** Information given follows **
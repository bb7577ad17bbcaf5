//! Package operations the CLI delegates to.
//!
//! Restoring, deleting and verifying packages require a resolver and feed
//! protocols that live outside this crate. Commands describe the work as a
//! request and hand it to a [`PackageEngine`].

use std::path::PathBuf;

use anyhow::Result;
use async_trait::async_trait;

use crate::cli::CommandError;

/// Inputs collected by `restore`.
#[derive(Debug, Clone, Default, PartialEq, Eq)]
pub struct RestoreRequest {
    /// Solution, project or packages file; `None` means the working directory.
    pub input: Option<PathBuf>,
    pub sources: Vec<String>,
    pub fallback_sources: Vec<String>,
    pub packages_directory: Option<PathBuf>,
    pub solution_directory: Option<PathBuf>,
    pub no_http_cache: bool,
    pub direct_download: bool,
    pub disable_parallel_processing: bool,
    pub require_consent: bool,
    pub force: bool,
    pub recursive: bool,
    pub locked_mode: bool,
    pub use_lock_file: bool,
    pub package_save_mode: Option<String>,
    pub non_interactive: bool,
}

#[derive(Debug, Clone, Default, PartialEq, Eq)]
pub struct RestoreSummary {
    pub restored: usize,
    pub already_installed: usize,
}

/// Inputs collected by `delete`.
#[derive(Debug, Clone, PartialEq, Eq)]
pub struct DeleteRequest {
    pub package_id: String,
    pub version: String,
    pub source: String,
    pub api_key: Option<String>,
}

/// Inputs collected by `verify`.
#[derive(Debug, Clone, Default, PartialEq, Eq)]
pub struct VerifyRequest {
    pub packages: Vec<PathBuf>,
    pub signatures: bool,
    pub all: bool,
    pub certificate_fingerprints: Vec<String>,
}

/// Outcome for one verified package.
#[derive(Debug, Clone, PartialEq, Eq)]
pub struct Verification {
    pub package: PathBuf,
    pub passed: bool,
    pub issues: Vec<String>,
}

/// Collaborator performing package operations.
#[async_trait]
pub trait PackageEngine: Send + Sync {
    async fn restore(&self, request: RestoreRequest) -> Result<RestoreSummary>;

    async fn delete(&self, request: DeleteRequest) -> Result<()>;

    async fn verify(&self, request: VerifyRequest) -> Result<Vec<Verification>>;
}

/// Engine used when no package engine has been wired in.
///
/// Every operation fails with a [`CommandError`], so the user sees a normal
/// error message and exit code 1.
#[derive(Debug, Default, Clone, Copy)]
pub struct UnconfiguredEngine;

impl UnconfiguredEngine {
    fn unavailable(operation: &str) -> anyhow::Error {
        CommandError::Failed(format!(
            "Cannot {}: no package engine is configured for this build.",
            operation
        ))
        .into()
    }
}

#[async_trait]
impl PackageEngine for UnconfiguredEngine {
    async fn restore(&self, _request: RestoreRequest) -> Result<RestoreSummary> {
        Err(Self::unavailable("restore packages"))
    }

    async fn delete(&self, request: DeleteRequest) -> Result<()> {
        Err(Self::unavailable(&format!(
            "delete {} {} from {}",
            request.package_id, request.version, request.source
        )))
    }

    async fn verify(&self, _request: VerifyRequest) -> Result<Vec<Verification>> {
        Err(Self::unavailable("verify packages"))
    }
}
** End of Information given **
» **Problem statement**: Starting at the line above that contains "fn unavailable(operation: &str)", repeat each line exactly up to and including the line that contains "impl PackageEngine for", and stop there.

» **Output below**:
    fn unavailable(operation: &str) -> anyhow::Error {
        CommandError::Failed(format!(
            "Cannot {}: no package engine is configured for this build.",
            operation
        ))
        .into()
    }
}

#[async_trait]
impl PackageEngine for UnconfiguredEngine {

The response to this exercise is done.